■ TRY IT: From the line below that contains "order_client, product_client, Vec::new())" to the line that contains "handles.push(tokio::spawn(form_service.run()));", repeat every line exactly, both ends included, and nothing else.

■ WORKING DATA:
-- Opening Marker --

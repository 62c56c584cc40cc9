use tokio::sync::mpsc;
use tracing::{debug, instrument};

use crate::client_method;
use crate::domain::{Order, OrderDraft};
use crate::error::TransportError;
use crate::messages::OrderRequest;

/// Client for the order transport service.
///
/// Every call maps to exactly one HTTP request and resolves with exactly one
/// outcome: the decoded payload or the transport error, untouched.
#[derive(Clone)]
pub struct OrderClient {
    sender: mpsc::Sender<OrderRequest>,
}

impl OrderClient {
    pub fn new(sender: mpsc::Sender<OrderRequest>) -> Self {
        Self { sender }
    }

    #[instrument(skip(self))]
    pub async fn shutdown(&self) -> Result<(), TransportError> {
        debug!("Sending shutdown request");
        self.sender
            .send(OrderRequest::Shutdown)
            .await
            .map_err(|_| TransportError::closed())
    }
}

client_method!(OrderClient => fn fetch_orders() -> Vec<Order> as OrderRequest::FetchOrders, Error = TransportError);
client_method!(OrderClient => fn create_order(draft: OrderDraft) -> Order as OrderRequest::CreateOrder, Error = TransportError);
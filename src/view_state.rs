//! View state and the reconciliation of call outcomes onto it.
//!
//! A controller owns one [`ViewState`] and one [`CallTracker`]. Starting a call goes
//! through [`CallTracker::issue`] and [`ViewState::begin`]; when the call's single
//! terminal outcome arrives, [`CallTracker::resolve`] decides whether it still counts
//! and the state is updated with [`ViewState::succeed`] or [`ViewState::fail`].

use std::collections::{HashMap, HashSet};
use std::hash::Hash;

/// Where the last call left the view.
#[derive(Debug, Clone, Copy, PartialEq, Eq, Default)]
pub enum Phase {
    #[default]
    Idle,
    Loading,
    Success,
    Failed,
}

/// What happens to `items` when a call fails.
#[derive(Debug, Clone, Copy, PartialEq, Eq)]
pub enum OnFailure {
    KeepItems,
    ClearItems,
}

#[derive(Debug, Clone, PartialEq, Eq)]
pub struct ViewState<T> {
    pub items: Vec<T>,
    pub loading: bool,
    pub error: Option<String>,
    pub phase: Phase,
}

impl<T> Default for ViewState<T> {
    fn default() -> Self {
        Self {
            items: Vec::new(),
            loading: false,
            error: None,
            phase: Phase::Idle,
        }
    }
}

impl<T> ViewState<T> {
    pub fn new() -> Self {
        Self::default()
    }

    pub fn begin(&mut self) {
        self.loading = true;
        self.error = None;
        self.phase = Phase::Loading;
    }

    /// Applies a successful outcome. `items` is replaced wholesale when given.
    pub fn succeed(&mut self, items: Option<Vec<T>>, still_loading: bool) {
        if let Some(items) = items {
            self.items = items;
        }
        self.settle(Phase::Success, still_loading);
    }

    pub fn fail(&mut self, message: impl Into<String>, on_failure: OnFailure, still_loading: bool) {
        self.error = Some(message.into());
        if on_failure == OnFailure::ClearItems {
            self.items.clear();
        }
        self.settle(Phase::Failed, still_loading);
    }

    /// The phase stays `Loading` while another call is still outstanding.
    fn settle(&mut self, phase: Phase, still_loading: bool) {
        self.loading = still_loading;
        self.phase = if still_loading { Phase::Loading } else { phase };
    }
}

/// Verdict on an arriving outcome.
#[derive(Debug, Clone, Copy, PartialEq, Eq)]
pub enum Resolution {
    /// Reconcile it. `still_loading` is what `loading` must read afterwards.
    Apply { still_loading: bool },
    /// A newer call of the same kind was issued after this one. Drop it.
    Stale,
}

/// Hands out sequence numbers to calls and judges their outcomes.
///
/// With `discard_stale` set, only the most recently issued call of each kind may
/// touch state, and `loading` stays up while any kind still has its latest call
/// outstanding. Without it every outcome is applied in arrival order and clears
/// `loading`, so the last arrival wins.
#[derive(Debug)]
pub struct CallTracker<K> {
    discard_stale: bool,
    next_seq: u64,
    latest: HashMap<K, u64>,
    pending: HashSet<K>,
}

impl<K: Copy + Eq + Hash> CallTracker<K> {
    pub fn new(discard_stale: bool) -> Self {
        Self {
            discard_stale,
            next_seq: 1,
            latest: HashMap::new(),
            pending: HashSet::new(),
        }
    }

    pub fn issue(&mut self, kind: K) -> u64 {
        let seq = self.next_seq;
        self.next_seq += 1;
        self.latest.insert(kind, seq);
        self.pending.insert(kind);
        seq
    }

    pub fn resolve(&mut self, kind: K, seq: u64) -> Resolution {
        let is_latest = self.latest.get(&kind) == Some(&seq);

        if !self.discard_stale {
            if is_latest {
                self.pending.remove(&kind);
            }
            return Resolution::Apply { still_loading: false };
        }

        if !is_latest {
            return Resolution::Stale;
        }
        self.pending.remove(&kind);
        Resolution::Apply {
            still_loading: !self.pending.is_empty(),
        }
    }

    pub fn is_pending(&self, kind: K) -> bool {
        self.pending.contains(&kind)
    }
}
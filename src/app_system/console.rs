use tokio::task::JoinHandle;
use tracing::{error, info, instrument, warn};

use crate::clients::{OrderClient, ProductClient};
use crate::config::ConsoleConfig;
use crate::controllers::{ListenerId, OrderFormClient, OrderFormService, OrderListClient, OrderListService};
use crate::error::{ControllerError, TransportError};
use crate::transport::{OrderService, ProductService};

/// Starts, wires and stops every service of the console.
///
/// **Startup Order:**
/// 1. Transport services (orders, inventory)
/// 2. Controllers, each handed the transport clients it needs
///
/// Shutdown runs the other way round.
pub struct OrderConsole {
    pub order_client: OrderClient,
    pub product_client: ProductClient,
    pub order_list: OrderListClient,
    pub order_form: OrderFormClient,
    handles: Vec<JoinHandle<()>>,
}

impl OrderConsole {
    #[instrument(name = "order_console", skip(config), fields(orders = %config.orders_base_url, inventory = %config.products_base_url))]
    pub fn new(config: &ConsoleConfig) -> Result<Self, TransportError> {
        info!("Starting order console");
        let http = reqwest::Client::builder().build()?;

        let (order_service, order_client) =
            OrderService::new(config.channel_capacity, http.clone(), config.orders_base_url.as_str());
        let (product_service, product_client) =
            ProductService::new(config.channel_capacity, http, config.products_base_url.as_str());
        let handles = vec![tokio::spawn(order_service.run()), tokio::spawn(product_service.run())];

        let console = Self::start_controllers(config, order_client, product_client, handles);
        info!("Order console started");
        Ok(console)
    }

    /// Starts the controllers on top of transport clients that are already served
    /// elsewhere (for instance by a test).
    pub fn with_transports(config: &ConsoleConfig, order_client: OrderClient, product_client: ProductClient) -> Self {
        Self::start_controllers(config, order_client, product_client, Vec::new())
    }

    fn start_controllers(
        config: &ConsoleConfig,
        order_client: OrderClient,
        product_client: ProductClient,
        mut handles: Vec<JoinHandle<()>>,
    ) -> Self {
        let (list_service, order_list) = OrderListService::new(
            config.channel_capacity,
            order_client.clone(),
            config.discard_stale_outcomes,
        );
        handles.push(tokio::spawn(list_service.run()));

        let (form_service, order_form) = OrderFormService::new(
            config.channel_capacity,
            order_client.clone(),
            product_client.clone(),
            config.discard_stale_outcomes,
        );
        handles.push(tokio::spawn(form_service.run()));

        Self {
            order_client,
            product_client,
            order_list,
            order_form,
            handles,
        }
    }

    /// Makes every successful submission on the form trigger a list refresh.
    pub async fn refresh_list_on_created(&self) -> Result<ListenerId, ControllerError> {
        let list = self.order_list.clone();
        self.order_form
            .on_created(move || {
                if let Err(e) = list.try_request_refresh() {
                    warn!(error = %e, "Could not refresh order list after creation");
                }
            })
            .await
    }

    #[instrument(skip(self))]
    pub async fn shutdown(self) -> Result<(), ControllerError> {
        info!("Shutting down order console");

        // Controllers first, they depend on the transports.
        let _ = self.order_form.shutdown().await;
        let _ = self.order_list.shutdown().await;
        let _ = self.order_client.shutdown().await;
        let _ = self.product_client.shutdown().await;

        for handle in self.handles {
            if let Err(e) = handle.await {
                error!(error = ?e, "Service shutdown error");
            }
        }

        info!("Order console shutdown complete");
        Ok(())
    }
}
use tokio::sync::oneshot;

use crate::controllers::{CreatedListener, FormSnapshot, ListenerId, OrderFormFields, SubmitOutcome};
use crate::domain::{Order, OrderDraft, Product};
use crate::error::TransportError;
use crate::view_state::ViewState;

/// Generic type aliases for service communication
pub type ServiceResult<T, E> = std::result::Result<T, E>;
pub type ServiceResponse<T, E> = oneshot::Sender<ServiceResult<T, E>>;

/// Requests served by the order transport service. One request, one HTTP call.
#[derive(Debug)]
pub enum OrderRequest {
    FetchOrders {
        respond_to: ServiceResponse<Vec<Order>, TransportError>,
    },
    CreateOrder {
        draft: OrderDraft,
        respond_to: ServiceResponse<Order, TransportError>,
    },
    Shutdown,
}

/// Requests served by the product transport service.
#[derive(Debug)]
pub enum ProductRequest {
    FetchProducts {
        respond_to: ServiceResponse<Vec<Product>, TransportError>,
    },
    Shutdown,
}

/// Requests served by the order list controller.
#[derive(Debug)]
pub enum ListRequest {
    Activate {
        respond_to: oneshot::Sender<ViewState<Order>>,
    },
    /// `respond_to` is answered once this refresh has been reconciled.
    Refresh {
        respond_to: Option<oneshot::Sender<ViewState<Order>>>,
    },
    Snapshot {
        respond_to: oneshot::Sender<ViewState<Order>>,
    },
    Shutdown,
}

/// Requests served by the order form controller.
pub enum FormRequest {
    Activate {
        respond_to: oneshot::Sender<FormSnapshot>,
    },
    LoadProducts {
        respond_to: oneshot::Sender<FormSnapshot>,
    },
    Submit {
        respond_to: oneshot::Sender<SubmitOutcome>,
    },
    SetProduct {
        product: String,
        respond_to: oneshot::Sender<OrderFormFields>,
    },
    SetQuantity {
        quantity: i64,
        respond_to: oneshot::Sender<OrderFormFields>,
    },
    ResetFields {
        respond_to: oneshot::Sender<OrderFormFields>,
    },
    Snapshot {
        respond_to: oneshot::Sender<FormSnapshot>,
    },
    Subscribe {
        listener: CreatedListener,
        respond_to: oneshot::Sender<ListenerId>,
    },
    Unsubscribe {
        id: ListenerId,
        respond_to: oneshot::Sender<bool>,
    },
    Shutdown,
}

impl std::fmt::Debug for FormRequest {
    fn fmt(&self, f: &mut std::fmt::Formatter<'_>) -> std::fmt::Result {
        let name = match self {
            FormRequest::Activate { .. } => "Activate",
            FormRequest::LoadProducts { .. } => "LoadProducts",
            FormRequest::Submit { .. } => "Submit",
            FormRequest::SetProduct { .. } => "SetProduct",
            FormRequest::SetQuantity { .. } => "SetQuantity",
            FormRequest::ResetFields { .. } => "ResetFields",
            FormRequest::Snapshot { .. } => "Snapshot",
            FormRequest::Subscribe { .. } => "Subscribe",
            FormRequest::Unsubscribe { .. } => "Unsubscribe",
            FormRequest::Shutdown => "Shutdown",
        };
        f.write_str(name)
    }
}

-- Closing Marker --

■ FINAL ANSWER:
        Self::start_controllers(config, order_client, product_client, Vec::new())
    }

    fn start_controllers(
        config: &ConsoleConfig,
        order_client: OrderClient,
        product_client: ProductClient,
        mut handles: Vec<JoinHandle<()>>,
    ) -> Self {
        let (list_service, order_list) = OrderListService::new(
            config.channel_capacity,
            order_client.clone(),
            config.discard_stale_outcomes,
        );
        handles.push(tokio::spawn(list_service.run()));

        let (form_service, order_form) = OrderFormService::new(
            config.channel_capacity,
            order_client.clone(),
            product_client.clone(),
            config.discard_stale_outcomes,
        );
        handles.push(tokio::spawn(form_service.run()));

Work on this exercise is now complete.